> Exercise goal: Where in the records does the word "NetworkModule" occur? Copy each line in which it does.

> Data shown:
= Beginning of Section =

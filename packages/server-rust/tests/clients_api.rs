//! Integration tests for the `/api/clients` HTTP surface.
//!
//! Drives the fully assembled router (middleware included) in-process.

use std::sync::Arc;

use axum::body::Body;
use axum::http::{header, Method, Request, StatusCode};
use axum::Router;
use clientrisk_core::{Client, RiskProfile};
use clientrisk_server::network::{NetworkConfig, NetworkModule};
use clientrisk_server::storage::HashMapClientStore;
use clientrisk_server::ClientService;
use serde_json::{json, Value};
use tower::ServiceExt;

fn app_with(clients: &[(i64, RiskProfile)]) -> Router {
    let store = HashMapClientStore::with_clients(clients.iter().map(|&(id, risk_profile)| Client {
        id,
        risk_profile,
    }));
    let service = ClientService::new(Arc::new(store));
    NetworkModule::new(NetworkConfig::default(), service).build_router()
}

fn seeded_app() -> Router {
    app_with(&[
        (1, RiskProfile::High),
        (2, RiskProfile::Normal),
        (3, RiskProfile::Low),
    ])
}

fn request(method: Method, uri: &str, body: Option<&str>) -> Request<Body> {
    let builder = Request::builder().method(method).uri(uri);
    match body {
        Some(body) => builder
            .header(header::CONTENT_TYPE, "application/json")
            .body(Body::from(body.to_string()))
            .unwrap(),
        None => builder.body(Body::empty()).unwrap(),
    }
}

async fn send(app: &Router, req: Request<Body>) -> (StatusCode, String) {
    let response = app.clone().oneshot(req).await.unwrap();
    let status = response.status();
    let bytes = axum::body::to_bytes(response.into_body(), usize::MAX)
        .await
        .unwrap();
    (status, String::from_utf8(bytes.to_vec()).unwrap())
}

async fn send_json(app: &Router, req: Request<Body>) -> (StatusCode, Value) {
    let (status, body) = send(app, req).await;
    (status, serde_json::from_str(&body).unwrap())
}

#[tokio::test]
async fn list_returns_all_clients_in_id_order() {
    let app = seeded_app();

    let (status, body) = send_json(&app, request(Method::GET, "/api/clients", None)).await;

    assert_eq!(status, StatusCode::OK);
    assert_eq!(
        body,
        json!([
            { "id": 1, "riskProfile": "HIGH" },
            { "id": 2, "riskProfile": "NORMAL" },
            { "id": 3, "riskProfile": "LOW" },
        ])
    );
}

#[tokio::test]
async fn list_on_empty_store_is_empty_array() {
    let app = app_with(&[]);

    let (status, body) = send_json(&app, request(Method::GET, "/api/clients", None)).await;

    assert_eq!(status, StatusCode::OK);
    assert_eq!(body, json!([]));
}

#[tokio::test]
async fn get_existing_client() {
    let app = seeded_app();

    let (status, body) = send_json(&app, request(Method::GET, "/api/clients/2", None)).await;

    assert_eq!(status, StatusCode::OK);
    assert_eq!(body, json!({ "id": 2, "riskProfile": "NORMAL" }));
}

#[tokio::test]
async fn get_unknown_client_is_404_with_fixed_body() {
    let app = seeded_app();

    let (status, body) = send(&app, request(Method::GET, "/api/clients/10", None)).await;

    assert_eq!(status, StatusCode::NOT_FOUND);
    assert_eq!(body, "Client not found!");
}

#[tokio::test]
async fn create_returns_201_with_assigned_id() {
    let app = seeded_app();

    let (status, body) = send_json(
        &app,
        request(Method::POST, "/api/clients", Some(r#"{"riskProfile":"LOW"}"#)),
    )
    .await;

    assert_eq!(status, StatusCode::CREATED);
    assert_eq!(body, json!({ "id": 4, "riskProfile": "LOW" }));

    let (status, _) = send(&app, request(Method::GET, "/api/clients/4", None)).await;
    assert_eq!(status, StatusCode::OK);
}

#[tokio::test]
async fn create_with_unknown_profile_is_400_and_writes_nothing() {
    let app = seeded_app();

    let (status, body) = send(
        &app,
        request(
            Method::POST,
            "/api/clients",
            Some(r#"{"riskProfile":"DROP TABLE ..."}"#),
        ),
    )
    .await;

    assert_eq!(status, StatusCode::BAD_REQUEST);
    assert_eq!(body, "Invalid risk profile!");

    let (_, list) = send_json(&app, request(Method::GET, "/api/clients", None)).await;
    assert_eq!(list.as_array().unwrap().len(), 3);
}

#[tokio::test]
async fn create_with_lowercase_profile_is_400() {
    let app = seeded_app();

    let (status, _) = send(
        &app,
        request(Method::POST, "/api/clients", Some(r#"{"riskProfile":"high"}"#)),
    )
    .await;

    assert_eq!(status, StatusCode::BAD_REQUEST);
}

#[tokio::test]
async fn create_with_missing_or_malformed_body_is_400() {
    let app = seeded_app();

    for body in ["{}", r#"{"riskProfile":null}"#, "not json", r#"{"riskProfile":7}"#] {
        let (status, text) = send(&app, request(Method::POST, "/api/clients", Some(body))).await;
        assert_eq!(status, StatusCode::BAD_REQUEST, "body: {body}");
        assert_eq!(text, "Invalid risk profile!");
    }

    let (status, _) = send(&app, request(Method::POST, "/api/clients", None)).await;
    assert_eq!(status, StatusCode::BAD_REQUEST);
}

#[tokio::test]
async fn update_overwrites_profile_with_empty_200() {
    let app = seeded_app();

    let (status, body) = send(
        &app,
        request(Method::PUT, "/api/clients/2", Some(r#"{"riskProfile":"LOW"}"#)),
    )
    .await;

    assert_eq!(status, StatusCode::OK);
    assert!(body.is_empty());

    let (_, client) = send_json(&app, request(Method::GET, "/api/clients/2", None)).await;
    assert_eq!(client, json!({ "id": 2, "riskProfile": "LOW" }));
}

#[tokio::test]
async fn update_unknown_client_is_404() {
    let app = seeded_app();

    let (status, body) = send(
        &app,
        request(Method::PUT, "/api/clients/99", Some(r#"{"riskProfile":"LOW"}"#)),
    )
    .await;

    assert_eq!(status, StatusCode::NOT_FOUND);
    assert_eq!(body, "Client not found!");
}

#[tokio::test]
async fn update_with_invalid_profile_is_400_and_leaves_client() {
    let app = seeded_app();

    let (status, body) = send(
        &app,
        request(
            Method::PUT,
            "/api/clients/1",
            Some(r#"{"riskProfile":"DROP TABLE ..."}"#),
        ),
    )
    .await;

    assert_eq!(status, StatusCode::BAD_REQUEST);
    assert_eq!(body, "Invalid risk profile!");

    let (_, client) = send_json(&app, request(Method::GET, "/api/clients/1", None)).await;
    assert_eq!(client["riskProfile"], "HIGH");
}

#[tokio::test]
async fn delete_then_get_is_404() {
    let app = seeded_app();

    let (status, body) = send(&app, request(Method::DELETE, "/api/clients/2", None)).await;
    assert_eq!(status, StatusCode::OK);
    assert!(body.is_empty());

    let (status, _) = send(&app, request(Method::GET, "/api/clients/2", None)).await;
    assert_eq!(status, StatusCode::NOT_FOUND);
}

#[tokio::test]
async fn delete_unknown_client_is_200() {
    let app = seeded_app();

    let (status, _) = send(&app, request(Method::DELETE, "/api/clients/77", None)).await;
    assert_eq!(status, StatusCode::OK);
}

#[tokio::test]
async fn merge_promotes_to_high() {
    let app = seeded_app();

    let (status, body) = send_json(&app, request(Method::GET, "/api/clients/merge", None)).await;

    assert_eq!(status, StatusCode::OK);
    assert_eq!(
        body,
        json!([
            { "id": 1, "riskProfile": "HIGH" },
            { "id": 2, "riskProfile": "HIGH" },
            { "id": 3, "riskProfile": "HIGH" },
        ])
    );
}

#[tokio::test]
async fn merge_without_high_promotes_to_normal() {
    let app = app_with(&[
        (1, RiskProfile::Low),
        (2, RiskProfile::Normal),
        (3, RiskProfile::Low),
    ]);

    let (_, body) = send_json(&app, request(Method::GET, "/api/clients/merge", None)).await;

    assert_eq!(
        body,
        json!([
            { "id": 1, "riskProfile": "NORMAL" },
            { "id": 2, "riskProfile": "NORMAL" },
            { "id": 3, "riskProfile": "NORMAL" },
        ])
    );
}

#[tokio::test]
async fn merge_on_empty_store_is_empty_array() {
    let app = app_with(&[]);

    let (status, body) = send_json(&app, request(Method::GET, "/api/clients/merge", None)).await;

    assert_eq!(status, StatusCode::OK);
    assert_eq!(body, json!([]));
}

#[tokio::test]
async fn merge_leaves_stored_profiles_untouched() {
    let app = seeded_app();

    send(&app, request(Method::GET, "/api/clients/merge", None)).await;
    let (_, body) = send_json(&app, request(Method::GET, "/api/clients", None)).await;

    assert_eq!(body[1], json!({ "id": 2, "riskProfile": "NORMAL" }));
    assert_eq!(body[2], json!({ "id": 3, "riskProfile": "LOW" }));
}

#[tokio::test]
async fn responses_carry_request_id() {
    let app = seeded_app();

    let response = app
        .oneshot(request(Method::GET, "/api/clients", None))
        .await
        .unwrap();

    assert!(response.headers().contains_key("x-request-id"));
}

#[tokio::test]
async fn openapi_document_is_served() {
    let app = seeded_app();

    let (status, body) =
        send_json(&app, request(Method::GET, "/api-docs/openapi.json", None)).await;

    assert_eq!(status, StatusCode::OK);
    assert!(body["paths"]["/api/clients/{id}"].is_object());
}

#[tokio::test]
async fn health_reports_storage_backend() {
    let app = seeded_app();

    let (status, body) = send_json(&app, request(Method::GET, "/health", None)).await;

    assert_eq!(status, StatusCode::OK);
    assert_eq!(body["storage"], "memory");
    assert_eq!(body["clients"], 3);
}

= End of Section =

> Response:
use clientrisk_server::network::{NetworkConfig, NetworkModule};
    NetworkModule::new(NetworkConfig::default(), service).build_router()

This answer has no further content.